Quando considerava um paciente efetivamente “despatternado”, ele iniciava um processo de reconstrução que chamava de “condução psíquica”. Nesse procedimento, Cameron forçava os pacientes a ouvir loops de clipes de áudio personalizados com o objetivo de reforçar ideias específicas na mente do paciente. Às vezes, o paciente era forçado a ouvir a mesma mensagem por dias, semanas ou até meses a fio.

Técnicas de tortura

Após a saída repentina de Cameron do Allan em 1964, devido ao crescente ceticismo dos colegas da área médica, sua pesquisa teve um impacto duradouro nos serviços de segurança em todo o mundo. Essa influência é evidente, principalmente, no que é amplamente reconhecido como o “manual de tortura” da CIA: o Kubark Counterintelligence Interrogation Handbook.

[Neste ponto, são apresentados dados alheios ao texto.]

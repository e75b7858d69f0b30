// Transport-shell error types.

use thiserror::Error;

use dhexcore::DhexCoreError;

/// All errors produced by the dhexwire transport shell.
///
/// A busy server is deliberately not represented here: it is a
/// [`crate::HandshakeOutcome`] variant, so callers can tell "retry later"
/// apart from every failure.
#[derive(Debug, Error)]
pub enum DhexWireError {
    #[error("connection error: {0}")]
    Connection(#[from] std::io::Error),

    #[error("timed out waiting for a reply")]
    Timeout,

    #[error("frame too large: {len} bytes exceeds maximum {max}")]
    FrameTooLarge { len: usize, max: usize },

    #[error("received frame is not valid UTF-8")]
    FrameNotUtf8,

    #[error(transparent)]
    Handshake(#[from] DhexCoreError),
}

/// Crate-level result alias.
pub type Result<T> = std::result::Result<T, DhexWireError>;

Publicado em 1963 e agora prontamente disponível online, este manual faz referência a uma “série de experimentos realizados na Universidade McGill” e frequentemente faz alusão às técnicas do Dr. Cameron. Em uma parte do manual relacionada aos métodos e recursos de privação sensorial, observa-se que os resultados “produzidos somente após semanas ou meses de prisão em uma cela comum podem ser duplicados em horas ou dias em uma cela sem luz, à prova de som e com odores eliminados”.

Em 2004, as ações do Exército dos Estados Unidos e do pessoal da CIA foram submetidas ao escrutínio internacional quando a CBS News publicou fotografias chocantes e perturbadoras da tortura de detentos na prisão de Abu Ghraib, no Irã.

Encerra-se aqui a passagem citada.